REFLECTIONS ON REVOLUTION:
Radical movements from the Weather Underground
to Prisons to PalestineFeaturing: Laura Whitehorn & Susie Day, with an introduction by a member of Montreal's Prisoner Correspondence Project.Saturday, May 16 2009, 7pm
1400 de Maisonneuve Ouest, Room LB-125
(de Sève Cinema, Concordia University)
Former member of the Weather Underground and ex-political prisoner Laura Whitehorn and writer and activist Susie Day talk about radical activism from the sixties to the present day, how this history influences our organizing, and the connections between struggles such as anti-imperialist organizing, queer liberation, and political prisoner movements.

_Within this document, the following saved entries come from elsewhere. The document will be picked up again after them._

//! Coarse page-level gate that runs before every handler.
//!
//! Exempt paths and unmatched paths pass straight through. A protected prefix
//! without a valid session redirects to login with a `from` return path; a
//! valid session with the wrong role redirects to that role's landing page.
//! Handlers still run their own [`crate::auth::authorize`] check.

use axum::{
    extract::{Request, State},
    http::{header, StatusCode},
    middleware::Next,
    response::{IntoResponse, Response},
};

use super::routes::RouteRoleMap;
use crate::app::AppState;
use crate::auth::SessionPayload;

/// Terminal outcome of the edge check for one request.
#[derive(Debug, Clone, PartialEq, Eq)]
pub enum EdgeDecision {
    Exempt,
    NoMatch,
    Unauthenticated { location: String },
    Unauthorized { location: String },
    Authorized,
}

impl EdgeDecision {
    pub fn redirect_location(&self) -> Option<&str> {
        match self {
            EdgeDecision::Unauthenticated { location } | EdgeDecision::Unauthorized { location } => {
                Some(location)
            }
            _ => None,
        }
    }
}

/// Decide what happens to a request for `path`. `return_to` is what the login
/// page should send the user back to (path plus query).
pub fn evaluate(
    routes: &RouteRoleMap,
    path: &str,
    return_to: &str,
    session: Option<&SessionPayload>,
) -> EdgeDecision {
    if routes.is_exempt(path) {
        return EdgeDecision::Exempt;
    }

    let Some(rule) = routes.match_path(path) else {
        return EdgeDecision::NoMatch;
    };

    let Some(session) = session else {
        return EdgeDecision::Unauthenticated {
            location: routes.login_redirect(return_to),
        };
    };

    if rule.permits(session.role) {
        EdgeDecision::Authorized
    } else {
        EdgeDecision::Unauthorized {
            location: routes.landing_for(session.role).to_string(),
        }
    }
}

pub async fn edge_guard(State(state): State<AppState>, request: Request, next: Next) -> Response {
    let path = request.uri().path().to_string();
    let return_to = request
        .uri()
        .path_and_query()
        .map(|pq| pq.as_str().to_string())
        .unwrap_or_else(|| path.clone());

    let session = state.sessions.resolve(request.headers());
    let decision = evaluate(&state.routes, &path, &return_to, session.as_ref());

    match decision {
        EdgeDecision::Exempt | EdgeDecision::NoMatch | EdgeDecision::Authorized => {
            next.run(request).await
        }
        EdgeDecision::Unauthenticated { location } => {
            tracing::debug!("edge: unauthenticated request for {} redirected to login", path);
            found(location)
        }
        EdgeDecision::Unauthorized { location } => {
            if let Some(session) = &session {
                tracing::info!(
                    user_id = %session.user_id,
                    role = %session.role,
                    "edge: {} not permitted, redirecting to {}",
                    path,
                    location
                );
            }
            found(location)
        }
    }
}

fn found(location: String) -> Response {
    (StatusCode::FOUND, [(header::LOCATION, location)]).into_response()
}
pub mod app;
pub mod auth;
pub mod cli;
pub mod config;
pub mod database;
pub mod error;
pub mod handlers;
pub mod middleware;
pub mod services;

#[cfg(test)]
pub mod testing;

pub use app::{build_router, cors_layer, AppState};
//! PostgreSQL repositories.
//!
//! All kinds share one `entities` table: `(kind, id, tenant_id, body JSONB,
//! created_at)`. The JSON body is the serialized entity; `tenant_id` and
//! `created_at` are copied out of it for filtering and ordering. Unique keys
//! are enforced by partial expression indexes (see `migrations/`), and a
//! unique violation (SQLSTATE 23505) surfaces as [`StoreError::Conflict`].

use async_trait::async_trait;
use sqlx::{types::Json, PgPool};
use std::marker::PhantomData;
use uuid::Uuid;

use super::{Entity, Repository, StoreError, StoreResult};

pub struct PgRepository<E> {
    pool: PgPool,
    _entity: PhantomData<E>,
}

impl<E: Entity> PgRepository<E> {
    pub fn new(pool: PgPool) -> Self {
        Self {
            pool,
            _entity: PhantomData,
        }
    }
}

fn is_unique_violation(err: &sqlx::Error) -> bool {
    if let sqlx::Error::Database(db_err) = err {
        return db_err.code().map(|code| code == "23505").unwrap_or(false);
    }
    false
}

/// Translate a write failure, naming the unique key the index guards.
fn write_error<E: Entity>(err: sqlx::Error, entity: &E) -> StoreError {
    if !is_unique_violation(&err) {
        return err.into();
    }
    let constraint = match &err {
        sqlx::Error::Database(db_err) => db_err.constraint().unwrap_or_default().to_string(),
        _ => String::new(),
    };
    let key = entity
        .unique_keys()
        .into_iter()
        .map(|(key, _)| key)
        .find(|key| constraint.contains(&key.to_lowercase()))
        .unwrap_or("id");
    StoreError::Conflict(key.to_string())
}

#[async_trait]
impl<E: Entity> Repository<E> for PgRepository<E> {
    async fn get_all(&self, tenant_id: Option<Uuid>) -> StoreResult<Vec<E>> {
        let rows: Vec<Json<E>> = sqlx::query_scalar(
            r#"SELECT body FROM entities
               WHERE kind = $1 AND ($2::uuid IS NULL OR tenant_id = $2)
               ORDER BY created_at, id"#,
        )
        .bind(E::KIND)
        .bind(tenant_id)
        .fetch_all(&self.pool)
        .await?;
        Ok(rows.into_iter().map(|Json(entity)| entity).collect())
    }

    async fn get_by_id(&self, id: Uuid) -> StoreResult<Option<E>> {
        let row: Option<Json<E>> =
            sqlx::query_scalar(r#"SELECT body FROM entities WHERE kind = $1 AND id = $2"#)
                .bind(E::KIND)
                .bind(id)
                .fetch_optional(&self.pool)
                .await?;
        Ok(row.map(|Json(entity)| entity))
    }

    async fn find_unique(&self, key: &str, value: &str) -> StoreResult<Option<E>> {
        let row: Option<Json<E>> = sqlx::query_scalar(
            r#"SELECT body FROM entities
               WHERE kind = $1 AND lower(body ->> $2) = lower($3)
               LIMIT 1"#,
        )
        .bind(E::KIND)
        .bind(key)
        .bind(value)
        .fetch_optional(&self.pool)
        .await?;
        Ok(row.map(|Json(entity)| entity))
    }

    async fn create(&self, entity: E) -> StoreResult<E> {
        let inserted = sqlx::query(
            r#"INSERT INTO entities (kind, id, tenant_id, body, created_at)
               VALUES ($1, $2, $3, $4, $5)"#,
        )
        .bind(E::KIND)
        .bind(entity.id())
        .bind(entity.tenant_id())
        .bind(Json(&entity))
        .bind(entity.created_at())
        .execute(&self.pool)
        .await;

        match inserted {
            Ok(_) => Ok(entity),
            Err(err) => Err(write_error(err, &entity)),
        }
    }

    /// Read-modify-write under a row lock.
    async fn update(
        &self,
        id: Uuid,
        patch: E::Patch,
        tenant_id: Option<Uuid>,
    ) -> StoreResult<Option<E>> {
        let mut tx = self.pool.begin().await?;

        let current: Option<Json<E>> = sqlx::query_scalar(
            r#"SELECT body FROM entities
               WHERE kind = $1 AND id = $2 AND ($3::uuid IS NULL OR tenant_id = $3)
               FOR UPDATE"#,
        )
        .bind(E::KIND)
        .bind(id)
        .bind(tenant_id)
        .fetch_optional(&mut *tx)
        .await?;

        let Some(Json(mut entity)) = current else {
            return Ok(None);
        };
        entity.apply(patch);

        let written = sqlx::query(
            r#"UPDATE entities SET body = $3, tenant_id = $4 WHERE kind = $1 AND id = $2"#,
        )
        .bind(E::KIND)
        .bind(id)
        .bind(Json(&entity))
        .bind(entity.tenant_id())
        .execute(&mut *tx)
        .await;

        if let Err(err) = written {
            return Err(write_error(err, &entity));
        }

        tx.commit().await?;
        Ok(Some(entity))
    }

    async fn delete(&self, id: Uuid, tenant_id: Option<Uuid>) -> StoreResult<bool> {
        let result = sqlx::query(
            r#"DELETE FROM entities
               WHERE kind = $1 AND id = $2 AND ($3::uuid IS NULL OR tenant_id = $3)"#,
        )
        .bind(E::KIND)
        .bind(id)
        .bind(tenant_id)
        .execute(&self.pool)
        .await?;
        Ok(result.rows_affected() > 0)
    }
}
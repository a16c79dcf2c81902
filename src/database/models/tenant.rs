use chrono::{DateTime, Utc};
use serde::{Deserialize, Serialize};
use uuid::Uuid;

use crate::database::Entity;

/// A customer company.
#[derive(Debug, Clone, PartialEq, Serialize, Deserialize)]
#[serde(rename_all = "camelCase")]
pub struct Tenant {
    pub id: Uuid,
    pub name: String,
    pub code: String,
    pub is_active: bool,
    pub created_at: DateTime<Utc>,
}

impl Tenant {
    pub fn new(name: String, code: String) -> Self {
        Self {
            id: Uuid::new_v4(),
            name,
            code,
            is_active: true,
            created_at: Utc::now(),
        }
    }
}

#[derive(Debug, Clone, Default, Deserialize)]
#[serde(rename_all = "camelCase")]
pub struct TenantPatch {
    pub name: Option<String>,
    pub code: Option<String>,
    pub is_active: Option<bool>,
}

impl Entity for Tenant {
    const KIND: &'static str = "tenant";
    type Patch = TenantPatch;

    fn id(&self) -> Uuid {
        self.id
    }

    fn tenant_id(&self) -> Option<Uuid> {
        Some(self.id)
    }

    fn created_at(&self) -> DateTime<Utc> {
        self.created_at
    }

    fn unique_keys(&self) -> Vec<(&'static str, String)> {
        vec![("code", self.code.to_lowercase())]
    }

    fn apply(&mut self, patch: TenantPatch) {
        if let Some(name) = patch.name {
            self.name = name;
        }
        if let Some(code) = patch.code {
            self.code = code;
        }
        if let Some(is_active) = patch.is_active {
            self.is_active = is_active;
        }
    }
}
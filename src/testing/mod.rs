//! Fixtures shared by unit tests.

use axum::http::{header, HeaderMap, HeaderValue};
use chrono::Duration;

use crate::auth::{SessionCodec, SessionCookie, Sessions};

pub const TEST_SECRET: &[u8] = b"plantops-unit-test-secret-0123456789";

/// Session codec with a fixed secret and a one hour lifetime.
pub fn test_sessions() -> Sessions {
    let codec = SessionCodec::new(TEST_SECRET, Duration::hours(1)).expect("test codec");
    let cookie = SessionCookie {
        name: "plantops_session".to_string(),
        secure: false,
        max_age_secs: 3600,
    };
    Sessions::new(codec, cookie)
}

/// Request headers carrying `token` in the session cookie.
pub fn cookie_headers(sessions: &Sessions, token: &str) -> HeaderMap {
    let mut headers = HeaderMap::new();
    let value = format!("{}={}", sessions.cookie.name, token);
    headers.insert(
        header::COOKIE,
        HeaderValue::from_str(&value).expect("cookie header"),
    );
    headers
}
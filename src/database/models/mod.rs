mod checklist;
mod document;
mod incident;
mod message;
mod shipment;
mod tenant;
mod user;

pub use checklist::{
    ChecklistItem, ChecklistResponse, ChecklistSubmission, ChecklistTemplate, SubmissionStatus,
    TemplatePatch,
};
pub use document::{Document, DocumentFolder};
pub use incident::{Incident, IncidentPatch, IncidentSeverity, IncidentStatus};
pub use message::{Message, MessageGroup};
pub use shipment::{Shipment, ShipmentDirection, ShipmentPatch, ShipmentStatus};
pub use tenant::{Tenant, TenantPatch};
pub use user::{PublicUser, User, UserPatch};
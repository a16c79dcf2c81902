//! Storage layer.
//!
//! Every entity kind is reached through a [`Repository`]. Two backends exist:
//! [`memory::MemoryRepository`] for tests and local development, and
//! [`postgres::PgRepository`] for durable deployments. [`Store`] bundles one
//! repository per entity kind and is cloned into every request.

use async_trait::async_trait;
use chrono::{DateTime, Utc};
use serde::{de::DeserializeOwned, Serialize};
use sqlx::PgPool;
use std::sync::Arc;
use thiserror::Error;
use uuid::Uuid;

pub mod manager;
pub mod memory;
pub mod models;
pub mod postgres;

pub use manager::{DatabaseError, DatabaseManager};
pub use models::{
    ChecklistItem, ChecklistResponse, ChecklistSubmission, ChecklistTemplate, Document,
    DocumentFolder, Incident, IncidentPatch, IncidentSeverity, IncidentStatus, Message,
    MessageGroup, PublicUser, Shipment, ShipmentDirection, ShipmentPatch, ShipmentStatus,
    SubmissionStatus, TemplatePatch, Tenant, TenantPatch, User, UserPatch,
};

#[derive(Debug, Error)]
pub enum StoreError {
    #[error("not found: {0}")]
    NotFound(String),
    /// A unique key (by field name) is already taken.
    #[error("conflict: {0}")]
    Conflict(String),
    #[error(transparent)]
    Unexpected(#[from] anyhow::Error),
}

impl From<sqlx::Error> for StoreError {
    fn from(err: sqlx::Error) -> Self {
        StoreError::Unexpected(err.into())
    }
}

pub type StoreResult<T> = Result<T, StoreError>;

/// A persisted record kind.
pub trait Entity: Clone + Serialize + DeserializeOwned + Send + Sync + Unpin + 'static {
    /// Discriminator stored alongside every row.
    const KIND: &'static str;

    /// Partial update accepted by [`Repository::update`].
    type Patch: Send + 'static;

    fn id(&self) -> Uuid;

    /// Owning tenant. A tenant's own scope is its id.
    fn tenant_id(&self) -> Option<Uuid>;

    fn created_at(&self) -> DateTime<Utc>;

    /// `(field, lowercased value)` pairs that must be unique across the kind.
    fn unique_keys(&self) -> Vec<(&'static str, String)> {
        Vec::new()
    }

    fn apply(&mut self, patch: Self::Patch);
}

/// CRUD over one entity kind. `tenant_id = None` means unscoped.
///
/// Misses are `Ok(None)` / `Ok(false)`, never errors.
#[async_trait]
pub trait Repository<E: Entity>: Send + Sync {
    async fn get_all(&self, tenant_id: Option<Uuid>) -> StoreResult<Vec<E>>;
    async fn get_by_id(&self, id: Uuid) -> StoreResult<Option<E>>;
    async fn find_unique(&self, key: &str, value: &str) -> StoreResult<Option<E>>;
    async fn create(&self, entity: E) -> StoreResult<E>;
    async fn update(
        &self,
        id: Uuid,
        patch: E::Patch,
        tenant_id: Option<Uuid>,
    ) -> StoreResult<Option<E>>;
    async fn delete(&self, id: Uuid, tenant_id: Option<Uuid>) -> StoreResult<bool>;
}

#[derive(Clone)]
enum Backend {
    Memory,
    Postgres(PgPool),
}

/// One repository per entity kind, sharing a backend.
#[derive(Clone)]
pub struct Store {
    pub tenants: Arc<dyn Repository<Tenant>>,
    pub users: Arc<dyn Repository<User>>,
    pub templates: Arc<dyn Repository<ChecklistTemplate>>,
    pub submissions: Arc<dyn Repository<ChecklistSubmission>>,
    pub incidents: Arc<dyn Repository<Incident>>,
    pub message_groups: Arc<dyn Repository<MessageGroup>>,
    pub messages: Arc<dyn Repository<Message>>,
    pub shipments: Arc<dyn Repository<Shipment>>,
    pub folders: Arc<dyn Repository<DocumentFolder>>,
    pub documents: Arc<dyn Repository<Document>>,
    backend: Backend,
}

impl Store {
    /// Non-durable store; state is lost on restart.
    pub fn in_memory() -> Self {
        use memory::MemoryRepository as M;

        Self {
            tenants: Arc::new(M::<Tenant>::new()),
            users: Arc::new(M::<User>::new()),
            templates: Arc::new(M::<ChecklistTemplate>::new()),
            submissions: Arc::new(M::<ChecklistSubmission>::new()),
            incidents: Arc::new(M::<Incident>::new()),
            message_groups: Arc::new(M::<MessageGroup>::new()),
            messages: Arc::new(M::<Message>::new()),
            shipments: Arc::new(M::<Shipment>::new()),
            folders: Arc::new(M::<DocumentFolder>::new()),
            documents: Arc::new(M::<Document>::new()),
            backend: Backend::Memory,
        }
    }

    pub fn postgres(pool: PgPool) -> Self {
        use postgres::PgRepository as P;

        Self {
            tenants: Arc::new(P::<Tenant>::new(pool.clone())),
            users: Arc::new(P::<User>::new(pool.clone())),
            templates: Arc::new(P::<ChecklistTemplate>::new(pool.clone())),
            submissions: Arc::new(P::<ChecklistSubmission>::new(pool.clone())),
            incidents: Arc::new(P::<Incident>::new(pool.clone())),
            message_groups: Arc::new(P::<MessageGroup>::new(pool.clone())),
            messages: Arc::new(P::<Message>::new(pool.clone())),
            shipments: Arc::new(P::<Shipment>::new(pool.clone())),
            folders: Arc::new(P::<DocumentFolder>::new(pool.clone())),
            documents: Arc::new(P::<Document>::new(pool.clone())),
            backend: Backend::Postgres(pool),
        }
    }

    pub async fn health_check(&self) -> StoreResult<()> {
        match &self.backend {
            Backend::Memory => Ok(()),
            Backend::Postgres(pool) => {
                sqlx::query("SELECT 1").execute(pool).await?;
                Ok(())
            }
        }
    }

    pub fn is_durable(&self) -> bool {
        matches!(self.backend, Backend::Postgres(_))
    }

    pub fn backend_name(&self) -> &'static str {
        match self.backend {
            Backend::Memory => "memory",
            Backend::Postgres(_) => "postgres",
        }
    }
}

impl std::fmt::Debug for Store {
    fn fmt(&self, f: &mut std::fmt::Formatter<'_>) -> std::fmt::Result {
        f.debug_struct("Store")
            .field("backend", &self.backend_name())
            .finish_non_exhaustive()
    }
}
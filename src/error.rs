// HTTP API Error Types
use axum::{
    extract::rejection::{JsonRejection, PathRejection, QueryRejection},
    http::StatusCode,
    response::IntoResponse,
    Json,
};
use serde_json::{json, Value};
use std::collections::HashMap;

use crate::database::StoreError;

/// HTTP API error with appropriate status codes and client-friendly messages
#[derive(Debug, Clone, PartialEq)]
pub enum ApiError {
    // 400 Bad Request
    BadRequest(String),
    ValidationError {
        message: String,
        field_errors: Option<HashMap<String, String>>,
    },

    // 401 Unauthorized
    Unauthorized(String),

    // 403 Forbidden
    Forbidden(String),

    // 404 Not Found
    NotFound(String),

    // 409 Conflict
    Conflict(String),

    // 500 Internal Server Error
    InternalServerError(String),

    // 503 Service Unavailable
    ServiceUnavailable(String),
}

impl ApiError {
    pub fn status_code(&self) -> StatusCode {
        match self {
            ApiError::BadRequest(_) => StatusCode::BAD_REQUEST,
            ApiError::ValidationError { .. } => StatusCode::BAD_REQUEST,
            ApiError::Unauthorized(_) => StatusCode::UNAUTHORIZED,
            ApiError::Forbidden(_) => StatusCode::FORBIDDEN,
            ApiError::NotFound(_) => StatusCode::NOT_FOUND,
            ApiError::Conflict(_) => StatusCode::CONFLICT,
            ApiError::InternalServerError(_) => StatusCode::INTERNAL_SERVER_ERROR,
            ApiError::ServiceUnavailable(_) => StatusCode::SERVICE_UNAVAILABLE,
        }
    }

    /// Client-safe error message
    pub fn message(&self) -> &str {
        match self {
            ApiError::BadRequest(msg) => msg,
            ApiError::ValidationError { message, .. } => message,
            ApiError::Unauthorized(msg) => msg,
            ApiError::Forbidden(msg) => msg,
            ApiError::NotFound(msg) => msg,
            ApiError::Conflict(msg) => msg,
            ApiError::InternalServerError(msg) => msg,
            ApiError::ServiceUnavailable(msg) => msg,
        }
    }

    pub fn error_code(&self) -> &'static str {
        match self {
            ApiError::BadRequest(_) => "BAD_REQUEST",
            ApiError::ValidationError { .. } => "VALIDATION_ERROR",
            ApiError::Unauthorized(_) => "UNAUTHORIZED",
            ApiError::Forbidden(_) => "FORBIDDEN",
            ApiError::NotFound(_) => "NOT_FOUND",
            ApiError::Conflict(_) => "CONFLICT",
            ApiError::InternalServerError(_) => "INTERNAL_SERVER_ERROR",
            ApiError::ServiceUnavailable(_) => "SERVICE_UNAVAILABLE",
        }
    }

    /// JSON response body. Every failure carries an `error` string.
    pub fn to_json(&self) -> Value {
        let mut body = json!({
            "success": false,
            "error": self.message(),
            "code": self.error_code(),
        });

        if let ApiError::ValidationError {
            field_errors: Some(field_errors),
            ..
        } = self
        {
            body["fieldErrors"] = json!(field_errors);
        }

        body
    }
}

impl ApiError {
    pub fn bad_request(message: impl Into<String>) -> Self {
        ApiError::BadRequest(message.into())
    }

    pub fn validation_error(
        message: impl Into<String>,
        field_errors: Option<HashMap<String, String>>,
    ) -> Self {
        ApiError::ValidationError {
            message: message.into(),
            field_errors,
        }
    }

    pub fn unauthorized(message: impl Into<String>) -> Self {
        ApiError::Unauthorized(message.into())
    }

    pub fn forbidden(message: impl Into<String>) -> Self {
        ApiError::Forbidden(message.into())
    }

    pub fn not_found(message: impl Into<String>) -> Self {
        ApiError::NotFound(message.into())
    }

    pub fn conflict(message: impl Into<String>) -> Self {
        ApiError::Conflict(message.into())
    }

    pub fn internal_server_error(message: impl Into<String>) -> Self {
        ApiError::InternalServerError(message.into())
    }

    pub fn service_unavailable(message: impl Into<String>) -> Self {
        ApiError::ServiceUnavailable(message.into())
    }
}

impl From<StoreError> for ApiError {
    fn from(err: StoreError) -> Self {
        match err {
            StoreError::NotFound(msg) => ApiError::not_found(msg),
            StoreError::Conflict(key) => ApiError::conflict(format!("{} already exists", key)),
            StoreError::Unexpected(e) => {
                // Don't expose storage internals to clients
                tracing::error!(error = ?e, "storage error");
                ApiError::internal_server_error("An error occurred while processing your request")
            }
        }
    }
}

impl From<JsonRejection> for ApiError {
    fn from(rejection: JsonRejection) -> Self {
        ApiError::bad_request(format!("Invalid request body: {}", rejection.body_text()))
    }
}

impl From<PathRejection> for ApiError {
    fn from(rejection: PathRejection) -> Self {
        ApiError::bad_request(format!("Invalid path parameter: {}", rejection.body_text()))
    }
}

impl From<QueryRejection> for ApiError {
    fn from(rejection: QueryRejection) -> Self {
        ApiError::bad_request(format!("Invalid query string: {}", rejection.body_text()))
    }
}

impl std::fmt::Display for ApiError {
    fn fmt(&self, f: &mut std::fmt::Formatter<'_>) -> std::fmt::Result {
        write!(f, "{}", self.message())
    }
}

impl std::error::Error for ApiError {}

impl IntoResponse for ApiError {
    fn into_response(self) -> axum::response::Response {
        (self.status_code(), Json(self.to_json())).into_response()
    }
}
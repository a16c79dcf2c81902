use anyhow::Context;
use chrono::Duration;
use clap::Subcommand;
use serde_json::json;
use uuid::Uuid;

use crate::auth::{Role, SessionCodec, SessionPayload};
use crate::cli::{
    utils::{output_error, output_fields, output_success},
    OutputFormat,
};
use crate::config::config;

#[derive(Subcommand)]
pub enum TokenCommands {
    #[command(about = "Sign a session token with the configured secret")]
    Issue {
        #[arg(long, help = "User id (random when omitted)")]
        user_id: Option<Uuid>,
        #[arg(long, help = "Role carried by the token")]
        role: Role,
        #[arg(long, help = "Username carried by the token")]
        username: String,
        #[arg(long, help = "Tenant id (omit for super_admin)")]
        tenant_id: Option<Uuid>,
        #[arg(long, help = "Lifetime in hours (defaults to the configured session expiry)")]
        hours: Option<u64>,
    },

    #[command(about = "Verify a token and print its payload")]
    Verify {
        #[arg(help = "Token to verify")]
        token: String,
    },
}

fn codec(hours: Option<u64>) -> anyhow::Result<SessionCodec> {
    let security = &config().security;
    let hours = hours.unwrap_or(security.session_expiry_hours);
    let ttl = Duration::hours(i64::try_from(hours).context("lifetime is too large")?);
    Ok(SessionCodec::new(security.session_secret.as_bytes(), ttl)?)
}

pub async fn handle(cmd: TokenCommands, output_format: OutputFormat) -> anyhow::Result<()> {
    match cmd {
        TokenCommands::Issue {
            user_id,
            role,
            username,
            tenant_id,
            hours,
        } => {
            anyhow::ensure!(
                role.is_super_admin() || tenant_id.is_some(),
                "--tenant-id is required for tenant roles"
            );
            let payload = SessionPayload {
                user_id: user_id.unwrap_or_else(Uuid::new_v4),
                tenant_id,
                role,
                username,
            };
            let token = codec(hours)?.issue(&payload)?;

            match output_format {
                OutputFormat::Json => output_success(
                    output_format,
                    "Token issued",
                    Some(json!({ "token": token, "payload": payload })),
                ),
                OutputFormat::Text => {
                    println!("{}", token);
                    Ok(())
                }
            }
        }
        TokenCommands::Verify { token } => match codec(None)?.verify(token.trim()) {
            Some(payload) => output_fields(
                output_format,
                &[
                    ("userId", payload.user_id.to_string()),
                    (
                        "tenantId",
                        payload
                            .tenant_id
                            .map(|t| t.to_string())
                            .unwrap_or_else(|| "-".to_string()),
                    ),
                    ("role", payload.role.to_string()),
                    ("username", payload.username),
                ],
            ),
            None => {
                output_error(output_format, "Token is invalid or expired", Some("INVALID_TOKEN"))?;
                std::process::exit(1);
            }
        },
    }
}
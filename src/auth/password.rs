use argon2::{
    password_hash::{rand_core::OsRng, PasswordHash, PasswordHasher, PasswordVerifier, SaltString},
    Argon2,
};
use once_cell::sync::Lazy;

/// Minimum accepted password length, in characters.
pub const MIN_PASSWORD_LENGTH: usize = 8;

/// Stand-in hash verified when no account matches, so a miss costs the same
/// Argon2 work as a wrong password.
static ABSENT_ACCOUNT_HASH: Lazy<Option<String>> =
    Lazy::new(|| hash_password("plantops-absent-account").ok());

#[derive(Debug, thiserror::Error)]
pub enum PasswordError {
    #[error("password hashing failed: {0}")]
    Hash(String),
}

/// Hash a password with Argon2id and a random salt (PHC string format).
pub fn hash_password(password: &str) -> Result<String, PasswordError> {
    let salt = SaltString::generate(&mut OsRng);
    Argon2::default()
        .hash_password(password.as_bytes(), &salt)
        .map(|hash| hash.to_string())
        .map_err(|e| PasswordError::Hash(e.to_string()))
}

/// Check a password against a stored PHC hash. Malformed hashes never verify.
pub fn verify_password(password: &str, stored_hash: &str) -> bool {
    match PasswordHash::new(stored_hash) {
        Ok(parsed) => Argon2::default()
            .verify_password(password.as_bytes(), &parsed)
            .is_ok(),
        Err(e) => {
            tracing::warn!("stored password hash is malformed: {}", e);
            false
        }
    }
}

pub fn meets_minimum_length(password: &str) -> bool {
    password.chars().count() >= MIN_PASSWORD_LENGTH
}

/// Verify a login attempt. With no stored hash the password is still run
/// through Argon2 against [`ABSENT_ACCOUNT_HASH`] and the result is `false`.
pub fn verify_credentials(password: &str, stored_hash: Option<&str>) -> bool {
    match stored_hash {
        Some(hash) => verify_password(password, hash),
        None => {
            if let Some(placeholder) = ABSENT_ACCOUNT_HASH.as_deref() {
                let _ = verify_password(password, placeholder);
            }
            false
        }
    }
}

Limited seating available, please arrive early to avoid disappointment. This venue is wheelchair accessible. Presentations will be made in English with whisper translation into French. For childcare or other accessibility needs, please get in touch 48 hours prior to the event.
Presented by members of Certain Days Freedom for Political Prisoners Calendar, Open Door Books, Prisoner Correspondence Project, Project 10, Q-Team, and Tadamon!
Contact: 514 664 1036 / firstname.lastname@example.org
This event is taking place as part of Montreal's Festival of Anarchy: www.anarchistbookfair.ca
Laura Whitehorn: After a relatively middle class beginning in New Rochelle, NY, Laura joined the Weather Underground Organization and later spent over 14 years in prison for a series of property bombings that protested racism and the imperial policies of the U.S. government. She's been an out lesbian most of her life and, for almost 10 years, she's been out of prison. Laura is now a senior editor at POZ, a magazine for HIV-positive people.
Susie Day: Suzie clawed her way up from the lower middle class of Kansas City to work as a hip New York City paralegal and occasional activist. She's written for various queer and leftist publications about political prisoners and labor issues. She also writes a monthly political satire column that nets her sometimes as much as 50 dollars.